Training classes are just one location, but dogs can be seen at the park, walks around the neighborhood, etc. It is vital for your dog to partake in these experiences. Otherwise, seeing another dog might produce anxiety, and most cases of dog aggression stem from anxiety and being unable to decipher the intentions of a new dog.
Training Your Dog
Basic training is valuable for your dog to help it understand how to conduct itself around other dogs. All dogs should attend dog training classes beginning as puppies to learn basic obedience.
It is always a good idea to have rules about meeting and greeting other dogs. For example, your dog should not automatically assume it needs to greet. Instead, always give your dog permission to greet other dogs instead.

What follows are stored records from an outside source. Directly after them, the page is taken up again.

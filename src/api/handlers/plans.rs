use axum::extract::State;
use axum::Json;
use chrono::Utc;
use metrics::counter;
use rust_decimal::Decimal;
use serde::{Deserialize, Serialize};

use super::evaluate::run_evaluation;
use super::{ok, ApiResult};
use crate::api::ws_types::WsMessage;
use crate::errors::AppError;
use crate::evaluation::{EvaluationResult, RiskProfile, TradeProposal};
use crate::metrics::refresh_ongoing_gauge;
use crate::models::{
    Direction, ExecutionStatus, NewTradeRecord, TradeExecution, TradePlan, TradeRecord,
};
use crate::price_feed::binance::normalize_symbol;
use crate::AppState;

#[derive(Debug, Deserialize)]
pub struct CreatePlanRequest {
    pub symbol: String,
    pub total_assets: Decimal,
    pub current_price: Decimal,
    pub direction: Direction,
    pub stop_loss_price: Decimal,
    pub take_profit_price: Decimal,
    pub win_ratio: Decimal,
    pub risk_profile: Option<RiskProfile>,
}

impl CreatePlanRequest {
    fn proposal(&self) -> TradeProposal {
        TradeProposal {
            total_assets: self.total_assets,
            current_price: self.current_price,
            direction: self.direction,
            stop_loss_price: self.stop_loss_price,
            take_profit_price: self.take_profit_price,
            win_ratio: self.win_ratio,
        }
    }
}

#[derive(Debug, Serialize)]
pub struct PlanResponse {
    pub evaluation: EvaluationResult,
    pub record: TradeRecord,
}

/// POST /api/plans: evaluate a proposal and record it as an ongoing trade.
/// Any valid evaluation is recorded, including a zero Kelly size.
pub async fn create(
    State(state): State<AppState>,
    Json(body): Json<CreatePlanRequest>,
) -> ApiResult<PlanResponse> {
    let symbol = normalize_symbol(&body.symbol)?;
    let proposal = body.proposal();
    let (evaluation, profile) = run_evaluation(&state, &proposal, body.risk_profile).await?;

    if !evaluation.is_valid {
        return Err(AppError::Unprocessable(format!(
            "trade rejected: {}",
            evaluation.logs.join("; ")
        )));
    }

    let now = Utc::now();
    let size = evaluation.recommended_size;
    let record = NewTradeRecord {
        trade_id: None,
        symbol,
        total_assets: proposal.total_assets,
        plan: Some(TradePlan {
            current_price: proposal.current_price,
            direction: proposal.direction,
            stop_loss_price: proposal.stop_loss_price,
            take_profit_price: proposal.take_profit_price,
            win_ratio: proposal.win_ratio,
            max_loss_pct: profile.max_loss_pct,
            position_size: size,
            started_at: now,
        }),
        execution: TradeExecution {
            status: ExecutionStatus::Ongoing,
            direction: proposal.direction,
            position_size: Some(size),
            enter_price: Some(proposal.current_price),
            exit_price: Some(proposal.take_profit_price),
            pnl: Some(Decimal::ZERO),
            started_at: Some(now),
            ended_at: None,
        },
        review: None,
    };

    let record = state.store.insert_trade(record).await?;
    counter!("plans_accepted_total").increment(1);
    counter!("trade_records_written_total").increment(1);

    tracing::info!(
        trade_id = record.trade_id,
        symbol = %record.symbol,
        direction = %record.execution.direction,
        size = %size,
        "Plan accepted"
    );
    let _ = state.ws_tx.send(WsMessage::TradeCreated(record.clone()));
    refresh_ongoing_gauge(state.store.as_ref()).await;

    ok(PlanResponse { evaluation, record })
}
use axum::middleware;
use axum::routing::{get, post, put};
use axum::Router;
use tower_http::cors::{Any, CorsLayer};
use tower_http::trace::TraceLayer;

use super::auth::require_auth;
use super::handlers;
use crate::AppState;

pub fn create_router(state: AppState) -> Router {
    // Public routes, no authentication required
    let public = Router::new()
        .route("/health", get(handlers::health::health_check))
        .route("/metrics", get(handlers::metrics::render));

    // Protected API routes, Bearer token required when API_TOKEN is set
    let protected = Router::new()
        // Evaluator
        .route("/api/evaluate", post(handlers::evaluate::evaluate_proposal))
        .route("/api/plans", post(handlers::plans::create))
        // Journal records
        .route("/api/trades", get(handlers::trades::list))
        .route("/api/trades/count", get(handlers::trades::count))
        .route(
            "/api/trades/:id",
            get(handlers::trades::detail).delete(handlers::trades::remove),
        )
        .route("/api/trades/:id/execution", put(handlers::trades::update_execution))
        .route(
            "/api/trades/:id/executions",
            post(handlers::trades::add_execution),
        )
        .route(
            "/api/trades/:id/review",
            get(handlers::trades::get_review).put(handlers::trades::update_review),
        )
        // Analytics
        .route("/api/analytics/summary", get(handlers::analytics::summary))
        // Prices
        .route("/api/prices", get(handlers::prices::list))
        .route("/api/prices/:symbol", get(handlers::prices::latest))
        // Config
        .route(
            "/api/config",
            get(handlers::config::get_config).put(handlers::config::update_config),
        )
        // WebSocket
        .route("/ws", get(handlers::ws::handler))
        .layer(middleware::from_fn_with_state(state.clone(), require_auth));

    let cors = CorsLayer::new()
        .allow_origin(Any)
        .allow_methods(Any)
        .allow_headers(Any);

    public
        .merge(protected)
        .layer(cors)
        .layer(TraceLayer::new_for_http())
        .with_state(state)
}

There will be times it shouldn’t be touching other dogs, so it is important to establish that in the beginning.
Never allow your dog to lunge at, bark at, climb on, or hump any new dog it meets. This is very excitable or dominant behavior, and while you might know your dog is friendly, a strange dog may view this as very disrespectful behavior and rightly so.
Any time your dog does greet a new dog, watch closely their behavior. Dogs should quickly move to smell one another and giving signals of friendliness. Stiffness, staring, slow tail wagging, and not allowing another dog to sniff it can all be signs of trouble. An uncomfortable dog can suddenly growl or snap. It is better to allow a greeting for just a few seconds and then call your dog back to you and reward it. This gives the second dog a chance to breathe.
Lastly, if your dog already has an established problem with other dogs, professional training assistance may be warranted to help you through it. It will be a plan of interrupting any aggressive behavior by your dog and more importantly, trying to avoid it. Try to not punish your dog for aggressive displays with strange dogs because it could create silent aggression. Instead, work hard to avoid the problem from happening or to immediately interrupt his behavior and redirect his attention back on to you.
Dog-to-dog aggression can certainly be a challenging problem, but with patience, time, and understanding, it can be dealt with head-on.